We began our journey on the national highway. About two hours later, our convoy of five cars and a mid-sized van started moving into roads that became progressively narrower. Soon we reached an area where we were engulfed in a thick cloud of dust. Visibility was low, our only guide being the car ahead of us whose driver had thankfully switched on its tail lights to help us follow better.
I asked Srijan, “Are we on a road or have we lost our way on some kuchcha (mud) track?” He pulled out his mobile phone and switched on the GPS. To our surprise, in the midst of all the dust, the internet on the cellphone was able to function on the high-speed 3G network. On Google Maps, a moving blue dot indicated our position. All along, we were moving on a state highway—a supposed rapid movement road.
Another hour passed like this. Significantly slowed down by poor visibility, we fought a losing battle against time. Then we hit a stop. Our driver told us there was a railway crossing which was shut and we would have to wait five minutes. As the tyres stopped rolling, the dust around us settled—and for once we got a clear view of our surroundings. The board of a nearby shop told us the name of the area: Badshahnagar, or township of the king. Going by our description of the road, you may think that the name was ironic. But that was not the case, at least not entirely. The settling dust showed us things; it was almost like a revelation of the potential of Badshahnagar.

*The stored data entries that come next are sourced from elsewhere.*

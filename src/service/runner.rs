//! Service control dispatcher glue
//!
//! `StartServiceCtrlDispatcherW` blocks the main thread and calls
//! [`service_main`] on a thread of its own. Control requests arrive on yet
//! another thread through [`control_handler`], which forwards them to the
//! supervisor over a channel.

use std::ffi::c_void;
use std::io;
use std::ptr;
use std::sync::OnceLock;

use parking_lot::Mutex;
use tokio::sync::mpsc;
use tracing::{error, info, warn};
use windows_sys::core::PWSTR;
use windows_sys::Win32::Foundation::{
    ERROR_CALL_NOT_IMPLEMENTED, ERROR_FAILED_SERVICE_CONTROLLER_CONNECT,
    ERROR_SERVICE_SPECIFIC_ERROR, NO_ERROR,
};
use windows_sys::Win32::System::Services::{
    RegisterServiceCtrlHandlerExW, SetServiceStatus, StartServiceCtrlDispatcherW,
    SERVICE_ACCEPT_SHUTDOWN, SERVICE_ACCEPT_STOP, SERVICE_CONTROL_INTERROGATE,
    SERVICE_CONTROL_SHUTDOWN, SERVICE_CONTROL_STOP, SERVICE_RUNNING, SERVICE_START_PENDING,
    SERVICE_STATUS, SERVICE_STATUS_HANDLE, SERVICE_STOPPED, SERVICE_STOP_PENDING,
    SERVICE_TABLE_ENTRYW, SERVICE_WIN32_OWN_PROCESS,
};

use super::{ServiceError, SERVICE_NAME};
use crate::ipc::{ControlServer, Endpoint};
use crate::session::{LaunchRequest, SessionLauncher, Win32Session};
use crate::state::{ControlRequest, ServiceState, StatusReporter, Supervisor};
use crate::sys::to_wide;

/// Hint given to the service manager for pending states, in milliseconds
const PENDING_WAIT_HINT: u32 = 3000;

/// Paths the agent is launched with
#[derive(Debug, Clone, Default)]
pub struct ServiceArgs {
    pub config_path: String,
    pub log_path: String,
}

static SERVICE_ARGS: OnceLock<ServiceArgs> = OnceLock::new();

/// Where [`control_handler`] forwards requests. Set for the duration of one
/// service run; the handler may still be called after that.
static CONTROL_REQUESTS: Mutex<Option<mpsc::Sender<ControlRequest>>> = Mutex::new(None);

/// Hand the main thread to the service control dispatcher.
///
/// Returns `Ok(false)` if the process was not started by the service manager,
/// in which case the caller should run in console mode. Otherwise returns
/// once the service has stopped.
pub fn run_dispatcher(args: ServiceArgs) -> Result<bool, ServiceError> {
    if SERVICE_ARGS.set(args).is_err() {
        warn!("service arguments already set, keeping the first ones");
    }

    let mut name = to_wide(SERVICE_NAME);
    let table = [
        SERVICE_TABLE_ENTRYW {
            lpServiceName: name.as_mut_ptr(),
            lpServiceProc: Some(service_main),
        },
        SERVICE_TABLE_ENTRYW {
            lpServiceName: ptr::null_mut(),
            lpServiceProc: None,
        },
    ];

    if unsafe { StartServiceCtrlDispatcherW(table.as_ptr()) } == 0 {
        let err = io::Error::last_os_error();
        if err.raw_os_error() == Some(ERROR_FAILED_SERVICE_CONTROLLER_CONNECT as i32) {
            return Ok(false);
        }
        return Err(ServiceError::Dispatcher(err));
    }
    info!("service stopped normally");
    Ok(true)
}

unsafe extern "system" fn service_main(_argc: u32, _argv: *mut PWSTR) {
    if let Err(e) = run_service() {
        error!(%e, "service run failed");
    }
}

unsafe extern "system" fn control_handler(
    control: u32,
    _event_type: u32,
    _event_data: *mut c_void,
    _context: *mut c_void,
) -> u32 {
    forward_control(control)
}

/// Map a service control code to a supervisor request
fn control_request(control: u32) -> Option<ControlRequest> {
    match control {
        SERVICE_CONTROL_INTERROGATE => Some(ControlRequest::Interrogate),
        SERVICE_CONTROL_STOP => Some(ControlRequest::Stop),
        SERVICE_CONTROL_SHUTDOWN => Some(ControlRequest::Shutdown),
        _ => None,
    }
}

/// Hand `control` to the running supervisor without blocking
fn forward_control(control: u32) -> u32 {
    let Some(request) = control_request(control) else {
        return ERROR_CALL_NOT_IMPLEMENTED;
    };
    match CONTROL_REQUESTS.lock().as_ref() {
        Some(requests) => {
            if let Err(e) = requests.try_send(request) {
                warn!(?request, %e, "dropped service control request");
            }
        }
        None => warn!(?request, "no supervisor running, dropped service control request"),
    }
    NO_ERROR
}

fn run_service() -> Result<(), ServiceError> {
    let args = SERVICE_ARGS.get().cloned().unwrap_or_default();
    info!(config = %args.config_path, log = %args.log_path, "service starting");

    let (tx, rx) = mpsc::channel(8);
    *CONTROL_REQUESTS.lock() = Some(tx);
    let name = to_wide(SERVICE_NAME);
    let handle =
        unsafe { RegisterServiceCtrlHandlerExW(name.as_ptr(), Some(control_handler), ptr::null()) };
    if handle.is_null() {
        CONTROL_REQUESTS.lock().take();
        return Err(ServiceError::Register(io::Error::last_os_error()));
    }
    let mut reporter = ScmReporter::new(handle);

    let runtime = match tokio::runtime::Builder::new_multi_thread()
        .enable_all()
        .build()
    {
        Ok(runtime) => runtime,
        Err(e) => {
            CONTROL_REQUESTS.lock().take();
            reporter.report(ServiceState::Stopped, 1);
            return Err(ServiceError::Runtime(e));
        }
    };

    let exit_code = runtime.block_on(async move {
        let channel = match ControlServer::bind(Endpoint::generate()) {
            Ok(server) => {
                let path = server.endpoint().path().to_string_lossy().into_owned();
                tokio::spawn(async move {
                    if let Err(e) = server.run().await {
                        warn!(%e, "control channel closed");
                    }
                });
                Some(path)
            }
            Err(e) => {
                warn!(%e, "control channel unavailable, agent will run without it");
                None
            }
        };

        let request = LaunchRequest {
            config_path: args.config_path,
            log_path: args.log_path,
            channel,
        };
        let launcher = SessionLauncher::new(Win32Session, request);
        let mut supervisor = Supervisor::new(launcher, reporter);
        supervisor.run(rx).await
    });
    runtime.shutdown_background();

    CONTROL_REQUESTS.lock().take();
    info!(exit_code, "service run finished");
    Ok(())
}

/// [`StatusReporter`] publishing to the service control manager
struct ScmReporter {
    handle: SERVICE_STATUS_HANDLE,
    checkpoint: u32,
}

impl ScmReporter {
    fn new(handle: SERVICE_STATUS_HANDLE) -> Self {
        Self {
            handle,
            checkpoint: 0,
        }
    }
}

impl StatusReporter for ScmReporter {
    fn report(&mut self, state: ServiceState, exit_code: u32) {
        let status = service_status(state, exit_code, self.checkpoint);
        self.checkpoint = status.dwCheckPoint;
        if unsafe { SetServiceStatus(self.handle, &status) } == 0 {
            error!(e = %io::Error::last_os_error(), %state, "SetServiceStatus failed");
        }
    }
}

/// Build the status record for `state`. Pending states advance the
/// checkpoint; settled ones reset it.
fn service_status(state: ServiceState, exit_code: u32, checkpoint: u32) -> SERVICE_STATUS {
    let (current, accepted, pending) = match state {
        ServiceState::StartPending => (SERVICE_START_PENDING, 0, true),
        ServiceState::Running => (
            SERVICE_RUNNING,
            SERVICE_ACCEPT_STOP | SERVICE_ACCEPT_SHUTDOWN,
            false,
        ),
        ServiceState::StopPending => (SERVICE_STOP_PENDING, 0, true),
        ServiceState::Stopped => (SERVICE_STOPPED, 0, false),
    };
    let (win32_exit, specific_exit) = if exit_code == 0 {
        (NO_ERROR, 0)
    } else {
        (ERROR_SERVICE_SPECIFIC_ERROR, exit_code)
    };
    SERVICE_STATUS {
        dwServiceType: SERVICE_WIN32_OWN_PROCESS,
        dwCurrentState: current,
        dwControlsAccepted: accepted,
        dwWin32ExitCode: win32_exit,
        dwServiceSpecificExitCode: specific_exit,
        dwCheckPoint: if pending { checkpoint + 1 } else { 0 },
        dwWaitHint: if pending { PENDING_WAIT_HINT } else { 0 },
    }
}

#[cfg(test)]
mod tests {
    use super::*;

    #[test]
    fn test_running_accepts_stop_and_shutdown() {
        let status = service_status(ServiceState::Running, 0, 3);
        assert_eq!(status.dwCurrentState, SERVICE_RUNNING);
        assert_eq!(
            status.dwControlsAccepted,
            SERVICE_ACCEPT_STOP | SERVICE_ACCEPT_SHUTDOWN
        );
        assert_eq!(status.dwCheckPoint, 0);
    }

    #[test]
    fn test_pending_states_advance_checkpoint() {
        let first = service_status(ServiceState::StartPending, 0, 0);
        let second = service_status(ServiceState::StopPending, 0, first.dwCheckPoint);
        assert_eq!((first.dwCheckPoint, second.dwCheckPoint), (1, 2));
        assert_eq!(second.dwControlsAccepted, 0);
        assert_eq!(second.dwWaitHint, PENDING_WAIT_HINT);
    }

    #[test]
    fn test_failed_stop_reports_specific_error() {
        let status = service_status(ServiceState::Stopped, 1, 0);
        assert_eq!(status.dwCurrentState, SERVICE_STOPPED);
        assert_eq!(status.dwWin32ExitCode, ERROR_SERVICE_SPECIFIC_ERROR);
        assert_eq!(status.dwServiceSpecificExitCode, 1);
    }

    #[test]
    fn test_control_codes_map_to_requests() {
        assert_eq!(
            control_request(SERVICE_CONTROL_STOP),
            Some(ControlRequest::Stop)
        );
        assert_eq!(
            control_request(SERVICE_CONTROL_SHUTDOWN),
            Some(ControlRequest::Shutdown)
        );
        assert_eq!(
            control_request(SERVICE_CONTROL_INTERROGATE),
            Some(ControlRequest::Interrogate)
        );
        assert_eq!(control_request(0xFF), None);
        assert_eq!(forward_control(0xFF), ERROR_CALL_NOT_IMPLEMENTED);
    }

    #[test]
    fn test_control_after_run_is_dropped_safely() {
        let (tx, mut rx) = mpsc::channel(1);
        *CONTROL_REQUESTS.lock() = Some(tx);
        assert_eq!(forward_control(SERVICE_CONTROL_STOP), NO_ERROR);
        assert_eq!(rx.try_recv().ok(), Some(ControlRequest::Stop));

        CONTROL_REQUESTS.lock().take();
        drop(rx);
        assert_eq!(forward_control(SERVICE_CONTROL_SHUTDOWN), NO_ERROR);
    }
}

First, we saw hoardings wooing customers to use mobile money transfer. M-Pesa, a product started in Kenya by a non-governmental organisation and then taken over by the multinational Vodafone, and Airtel Money, a service offered by an Indian-grown multinational, fought for advertising space in the market near the railway crossing. We later learnt that most of the workers who had migrated from eastern Uttar Pradesh to Delhi or Mumbai frequently used mobile transfer to send money back home. Half of those receiving the money could barely read the dial pad on their phones, but nearly all were able to manage the transactions effortlessly. The pressing need for rapid money transfer had led them to skip the stage of basic literacy and land straight to digital literacy (or ‘m-literacy’, which stood for mobile literacy, an even fancier term).
Second, at a slight distance, our eyes caught a glimpse of a couple of training centres located across the crossing on the first floor of a building. One was called ‘Maruti Computer Training Centre’ while the other was called ‘Sai Mobile Repairing Centre’—the former named after Lord Hanuman, the other after Sai Baba, a spiritual leader only about one hundred years old. These two skill development centres thus represented how India’s remote areas stay abreast of the most advanced technological consumer tools of the modern era.
But there was more to the story of these two centres. Below their names were listed a set of diploma courses they offered. Then the winner line: ‘Courses in Hindi, English and Bhojpuri’, followed by ‘Special 20% discount for girls’. We could not help but smile at Badshahnagar’s inclusiveness of people of all languages and genders. Was it not a true mark of a king’s land?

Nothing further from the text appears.